Jacob Thompson (May 15, 1810 – March 24, 1885) was the United States Secretary of the Interior, who resigned on the outbreak of the American Civil War and became the Inspector General of the Confederate States Army.

In 1864, Jefferson Davis asked Thompson to lead a delegation to Canada, where he appears to have been leader of the Confederate Secret Service. From here, he is known to have organised many anti-Union plots and was suspected of many more, including a possible meeting with Lincoln's assassin, John Wilkes Booth.

Union troops burned down his mansion in Oxford, Mississippi, the hometown of William Faulkner, who based some of his fictional characters on Thompson.

Early life

Born in Leasburg, North Carolina in 1810 to Nicolas Thompson and Lucretia (van Hook) Thompson, Thompson attended Bingham Academy in Orange County, North Carolina and later went on to graduate from the University of North Carolina in 1831, where he was a member of the Philanthropic Society. Afterwards, he served on the university faculty for a short time until he left to study law in 1832. He was admitted to the bar in 1834 and commenced practice in Pontotoc, Mississippi.
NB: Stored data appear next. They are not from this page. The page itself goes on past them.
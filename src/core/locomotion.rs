//! Self-propulsion: relaxation of each agent's velocity toward its desired
//! velocity, and of its heading toward the direction of travel.

use crate::core::agent::{Agent, Goal, Wrench};
use crate::core::geometry::wrap_angle;
use nalgebra::Vector2;

/// Desired velocity of `agent`: `desired_speed` toward its goal, or zero when
/// it has no goal or is within `goal_tolerance` of its goal point.
pub fn desired_velocity(agent: &Agent, goal_tolerance: f64) -> Vector2<f64> {
    let drive = agent.drive();
    match drive.goal {
        Goal::Point(p) => {
            let to_goal = p - agent.kinematics().position;
            let dist = to_goal.norm();
            if dist <= goal_tolerance || dist == 0.0 {
                Vector2::zeros()
            } else {
                to_goal * (drive.desired_speed / dist)
            }
        }
        Goal::Direction(d) => d * drive.desired_speed,
        Goal::None => Vector2::zeros(),
    }
}

/// Driving force and torque for `agent`, plus its prescribed external wrench.
///
/// Force: `m (v_desired - v) / τ`. Torque: `I (ω_target - ω) / τ_rot` where
/// `ω_target = wrap(θ_desired - θ) / τ_rot` while the agent has somewhere to
/// go, and zero otherwise (the torque then only damps residual spin).
pub fn driving_wrench(agent: &Agent, goal_tolerance: f64) -> Wrench {
    let drive = agent.drive();
    let k = agent.kinematics();
    let v_des = desired_velocity(agent, goal_tolerance);

    let force = (v_des - k.velocity) * (agent.mass() / drive.relaxation_time);

    let tau_rot = drive.rotational_relaxation_time;
    let omega_target = if v_des.norm_squared() > 0.0 {
        let heading = v_des.y.atan2(v_des.x);
        wrap_angle(heading - k.orientation) / tau_rot
    } else {
        0.0
    };
    let torque = agent.inertia() * (omega_target - k.angular_velocity) / tau_rot;

    Wrench { force, torque } + *agent.prescribed()
}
Thompson got involved in politics and was elected to the 26th Congress, serving from 1839 to 1851.

He was appointed to the United States Senate in 1845 but never received the commission, and the seat went to Joseph W. Chalmers. Thompson was the chairman of the Committee on Indian Affairs in the 29th Congress. He lost reelection to the 32nd Congress and went back to practicing law until 1857, when newly elected President James Buchanan appointed Thompson United States Secretary of the Interior.
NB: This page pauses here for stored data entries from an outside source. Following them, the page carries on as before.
//! Pedestrian and bike bodies from measures, and seeded crowd generation.

use crate::core::agent::{Agent, Body, Drive, Goal, Kinematics};
use crate::core::geometry::Disk;
use crate::core::material::Material;
use crate::error::{Error, Result};
use nalgebra::{Point2, Vector2};
use rand::{rng, rngs::StdRng, Rng, SeedableRng};
use serde::{Deserialize, Serialize};
use std::f64::consts::PI;

/// Side-disk radius relative to the central (chest) disk.
const SHOULDER_RATIO: f64 = 0.6;
/// Intermediate-disk radius relative to the central disk.
const ARM_RATIO: f64 = 0.8;

/// Body measures of one pedestrian, SI units.
#[derive(Debug, Clone, Copy, PartialEq, Serialize, Deserialize)]
pub struct Measures {
    /// Shoulder width (m).
    pub bideltoid_breadth: f64,
    /// Front-to-back chest thickness (m).
    pub chest_depth: f64,
    /// Body mass (kg).
    pub weight: f64,
}

impl Measures {
    /// Check that the measures describe a plausible torso.
    pub fn validate(&self) -> Result<()> {
        for (name, v) in [
            ("bideltoid_breadth", self.bideltoid_breadth),
            ("chest_depth", self.chest_depth),
            ("weight", self.weight),
        ] {
            if !v.is_finite() || v <= 0.0 {
                return Err(Error::config(format!(
                    "{name} must be finite and > 0, got {v}"
                )));
            }
        }
        if self.bideltoid_breadth < self.chest_depth {
            return Err(Error::config(format!(
                "bideltoid_breadth ({}) must not be smaller than chest_depth ({})",
                self.bideltoid_breadth, self.chest_depth
            )));
        }
        Ok(())
    }
}

/// Five disks along the shoulder line (local `y`), symmetric about the center.
///
/// The central disk spans the chest depth; the outer edges of the shoulder
/// disks sit at half the bideltoid breadth.
pub fn pedestrian_body(m: &Measures) -> Result<Body> {
    m.validate()?;
    let r_center = 0.5 * m.chest_depth;
    let r_shoulder = SHOULDER_RATIO * r_center;
    let r_arm = ARM_RATIO * r_center;
    let y_shoulder = 0.5 * m.bideltoid_breadth - r_shoulder;
    let y_arm = 0.5 * y_shoulder;
    Body::new(vec![
        Disk::new(Vector2::new(0.0, y_shoulder), r_shoulder)?,
        Disk::new(Vector2::new(0.0, y_arm), r_arm)?,
        Disk::new(Vector2::zeros(), r_center)?,
        Disk::new(Vector2::new(0.0, -y_arm), r_arm)?,
        Disk::new(Vector2::new(0.0, -y_shoulder), r_shoulder)?,
    ])
}

/// Dimensions of one bike, SI units.
#[derive(Debug, Clone, Copy, PartialEq, Serialize, Deserialize)]
pub struct BikeMeasures {
    /// Tyre width (m); sets the disk radius of the whole body.
    pub wheel_width: f64,
    /// Front-to-back length, wheels included (m).
    pub total_length: f64,
    /// Handlebar span (m).
    pub handlebar_length: f64,
    /// Seat-to-head-tube length (m).
    pub top_tube_length: f64,
    /// Mass (kg).
    pub weight: f64,
}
In the later years of the Buchanan administration, the cabinet members argued with one another on issues of slavery and secession. In an 1859 speech, Thompson advanced a moderate unionist position. He denounced Republicans in the North who spoke of the slavery issue as an "irrepressible conflict" and Southern extremists who favored reopening the Atlantic slave trade.

Congressional Life 
Thompson was Elected and Served in Congress from 1835 to the Five succeeding Congresses 26th (1839–1841), 27th (1841–1843), 28th (1843–1845), 29th (1845–1847), 30th (1847–1849), 31st (1849–1851). During his Congress years, he establishes a law practice in Mississippi in 1837, but also he made an unsuccessful bid to become the state attorney general. But despite his failure, he became a leader in the state Democratic Party; and won a seat in Congress in 1838. But unfortunately, he lost his re-election to the thirty-second Congress. But when he lost his election to his seventh term in office, He returned home in Mississippi, but in 1853, when President Franklin Pierce offered him to become a U.S Consul to Havana he refused it, And also he became an unccescesful candidate after losing in 1855 senate election to Jefferson Davis. Two Years later President James Buchanan appointed Thompson to become his secretary of the Interior from 1857 to 1861

Alignment with Confederacy
While still serving as Interior Secretary, Thompson was appointed by the state of Mississippi as a "secession commissioner" to North Carolina, with the task of trying to convince that state to secede from the Union in the wake of the 1860 presidential election. On December 17, he passed through Baltimore on the way to North Carolina. "Secretary Thompson has entered openly into the secession service, while professing still to serve the Federal authority," the New York Times reported on December 20. The next day, Thompson met with Governor John W. Ellis in Raleigh. He wrote an open letter to Ellis which was published in the Raileigh State Journal on December 20. Thompson wrote that the South faced "common humiliation and ruin" if it remained in the Union. He warned that a Northern "majority trained from infancy to hate our people and their institutions" would overthrow slavery. The result would be "the subjugation of our people."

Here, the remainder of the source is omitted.